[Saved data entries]
------------------------------------------------------------
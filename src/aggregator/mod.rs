//! Aggregation of attributed gas into per-opcode statistics.
//!
//! This module folds contributions into:
//! - Running count/total/min/max per opcode
//! - Derived averages
//! - Rankings and scan-wide totals for reporting

pub mod metrics;
pub mod stats;

// Re-export main types and functions
pub use metrics::{render_table, top_opcodes, GasDistribution, OpcodeSummary};
pub use stats::{OpcodeStat, OpcodeStats};
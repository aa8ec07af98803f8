//! Opcode Gas Scan CLI
//!
//! Scans a block range of an EVM chain and records how much gas each
//! opcode costs, with resumable checkpoints.

use anyhow::Result;
use clap::{Parser, Subcommand};
use env_logger::Env;
use log::debug;
use std::path::PathBuf;

use opcode_gas_scan::attribution::AttributionMode;
use opcode_gas_scan::commands::{
    display_version, execute_inspect, execute_scan, validate_args, InspectArgs, ScanArgs,
};
use opcode_gas_scan::utils::config::{
    load_env_file, Chain, DEFAULT_BLOCK, DEFAULT_CHECKPOINT_INTERVAL, DEFAULT_ENV_FILE,
    DEFAULT_RESULTS_DIR,
};

/// Opcode Gas Scan - per-opcode gas statistics from EVM traces
#[derive(Parser, Debug)]
#[command(name = "opcode-gas-scan")]
#[command(version, about, long_about = None)]
struct Cli {
    /// Subcommand to execute
    #[command(subcommand)]
    command: Commands,

    /// Enable verbose logging
    #[arg(short, long, global = true)]
    verbose: bool,
}

/// Available commands
#[derive(Subcommand, Debug)]
enum Commands {
    /// Scan a block range and write opcode gas statistics
    Scan {
        /// Chain to scan
        #[arg(long, value_enum, default_value_t = Chain::Base)]
        chain: Chain,

        /// First block of the range (inclusive)
        #[arg(long, default_value_t = DEFAULT_BLOCK)]
        start_block: u64,

        /// Last block of the range (inclusive)
        #[arg(long, default_value_t = DEFAULT_BLOCK)]
        end_block: u64,

        /// Resume from the snapshot taken at this block
        #[arg(long)]
        checkpoint: Option<u64>,

        /// RPC endpoint URL (overrides environment and config file)
        #[arg(short, long)]
        rpc: Option<String>,

        /// TOML config file with an [endpoints] table
        #[arg(short, long)]
        config: Option<PathBuf>,

        /// Directory snapshots are written under
        #[arg(long, default_value = DEFAULT_RESULTS_DIR)]
        results_dir: PathBuf,

        /// Blocks between intermediate snapshots
        #[arg(long, default_value_t = DEFAULT_CHECKPOINT_INTERVAL)]
        checkpoint_interval: u64,

        /// How call-type opcodes are charged
        #[arg(long, value_enum, default_value_t = AttributionMode::SingleSlot)]
        attribution: AttributionMode,

        /// Number of opcodes in the printed summary
        #[arg(long, default_value = "20")]
        top: usize,
    },

    /// Print a snapshot directory
    Inspect {
        /// Snapshot directory
        #[arg(short, long)]
        dir: PathBuf,

        /// Only print the most expensive opcodes
        #[arg(long)]
        top: Option<usize>,
    },

    /// Display version information
    Version,
}

fn main() -> Result<()> {
    // Parse CLI arguments
    let cli = Cli::parse();

    // Setup logging
    let log_level = if cli.verbose { "debug" } else { "info" };
    env_logger::Builder::from_env(Env::default().default_filter_or(log_level)).init();

    // Endpoint variables may come from a dotenv file
    if load_env_file(DEFAULT_ENV_FILE)? {
        debug!("Loaded environment from {}", DEFAULT_ENV_FILE);
    }

    // Execute command
    match cli.command {
        Commands::Scan {
            chain,
            start_block,
            end_block,
            checkpoint,
            rpc,
            config,
            results_dir,
            checkpoint_interval,
            attribution,
            top,
        } => {
            let args = ScanArgs {
                chain,
                start_block,
                end_block,
                checkpoint,
                rpc_url: rpc,
                config_file: config,
                results_dir,
                checkpoint_interval,
                attribution,
                top_opcodes: top,
            };

            // Validate args first
            validate_args(&args)?;

            execute_scan(args)?;
        }

        Commands::Inspect { dir, top } => {
            execute_inspect(&InspectArgs {
                dir,
                top_opcodes: top,
            })?;
        }

        Commands::Version => {
            display_version();
        }
    }

    Ok(())
}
------------------------------------------------------------
**TASK INSTRUCTIONS:** Down to the last line, reproduce the entries above precisely.

**RESPONSE TO THE EXERCISE:**
filename src/aggregator/mod.rs
//! Aggregation of attributed gas into per-opcode statistics.
//!
//! This module folds contributions into:
//! - Running count/total/min/max per opcode
//! - Derived averages
//! - Rankings and scan-wide totals for reporting

pub mod metrics;
pub mod stats;

// Re-export main types and functions
pub use metrics::{render_table, top_opcodes, GasDistribution, OpcodeSummary};
pub use stats::{OpcodeStat, OpcodeStats};
repository aa8ec07af98803f8
//! Opcode Gas Scan CLI
//!
//! Scans a block range of an EVM chain and records how much gas each
//! opcode costs, with resumable checkpoints.

use anyhow::Result;
use clap::{Parser, Subcommand};
use env_logger::Env;
use log::debug;
use std::path::PathBuf;

use opcode_gas_scan::attribution::AttributionMode;
use opcode_gas_scan::commands::{
    display_version, execute_inspect, execute_scan, validate_args, InspectArgs, ScanArgs,
};
use opcode_gas_scan::utils::config::{
    load_env_file, Chain, DEFAULT_BLOCK, DEFAULT_CHECKPOINT_INTERVAL, DEFAULT_ENV_FILE,
    DEFAULT_RESULTS_DIR,
};

/// Opcode Gas Scan - per-opcode gas statistics from EVM traces
#[derive(Parser, Debug)]
#[command(name = "opcode-gas-scan")]
#[command(version, about, long_about = None)]
struct Cli {
    /// Subcommand to execute
    #[command(subcommand)]
    command: Commands,

    /// Enable verbose logging
    #[arg(short, long, global = true)]
    verbose: bool,
}

/// Available commands
#[derive(Subcommand, Debug)]
enum Commands {
    /// Scan a block range and write opcode gas statistics
    Scan {
        /// Chain to scan
        #[arg(long, value_enum, default_value_t = Chain::Base)]
        chain: Chain,

        /// First block of the range (inclusive)
        #[arg(long, default_value_t = DEFAULT_BLOCK)]
        start_block: u64,

        /// Last block of the range (inclusive)
        #[arg(long, default_value_t = DEFAULT_BLOCK)]
        end_block: u64,

        /// Resume from the snapshot taken at this block
        #[arg(long)]
        checkpoint: Option<u64>,

        /// RPC endpoint URL (overrides environment and config file)
        #[arg(short, long)]
        rpc: Option<String>,

        /// TOML config file with an [endpoints] table
        #[arg(short, long)]
        config: Option<PathBuf>,

        /// Directory snapshots are written under
        #[arg(long, default_value = DEFAULT_RESULTS_DIR)]
        results_dir: PathBuf,

        /// Blocks between intermediate snapshots
        #[arg(long, default_value_t = DEFAULT_CHECKPOINT_INTERVAL)]
        checkpoint_interval: u64,

        /// How call-type opcodes are charged
        #[arg(long, value_enum, default_value_t = AttributionMode::SingleSlot)]
        attribution: AttributionMode,

        /// Number of opcodes in the printed summary
        #[arg(long, default_value = "20")]
        top: usize,
    },

    /// Print a snapshot directory
    Inspect {
        /// Snapshot directory
        #[arg(short, long)]
        dir: PathBuf,

        /// Only print the most expensive opcodes
        #[arg(long)]
        top: Option<usize>,
    },

    /// Display version information
    Version,
}

fn main() -> Result<()> {
    // Parse CLI arguments
    let cli = Cli::parse();

    // Setup logging
    let log_level = if cli.verbose { "debug" } else { "info" };
    env_logger::Builder::from_env(Env::default().default_filter_or(log_level)).init();

    // Endpoint variables may come from a dotenv file
    if load_env_file(DEFAULT_ENV_FILE)? {
        debug!("Loaded environment from {}", DEFAULT_ENV_FILE);
    }

    // Execute command
    match cli.command {
        Commands::Scan {
            chain,
            start_block,
            end_block,
            checkpoint,
            rpc,
            config,
            results_dir,
            checkpoint_interval,
            attribution,
            top,
        } => {
            let args = ScanArgs {
                chain,
                start_block,
                end_block,
                checkpoint,
                rpc_url: rpc,
                config_file: config,
                results_dir,
                checkpoint_interval,
                attribution,
                top_opcodes: top,
            };

            // Validate args first
            validate_args(&args)?;

            execute_scan(args)?;
        }

        Commands::Inspect { dir, top } => {
            execute_inspect(&InspectArgs {
                dir,
                top_opcodes: top,
            })?;
        }

        Commands::Version => {
            display_version();
        }
    }

    Ok(())
}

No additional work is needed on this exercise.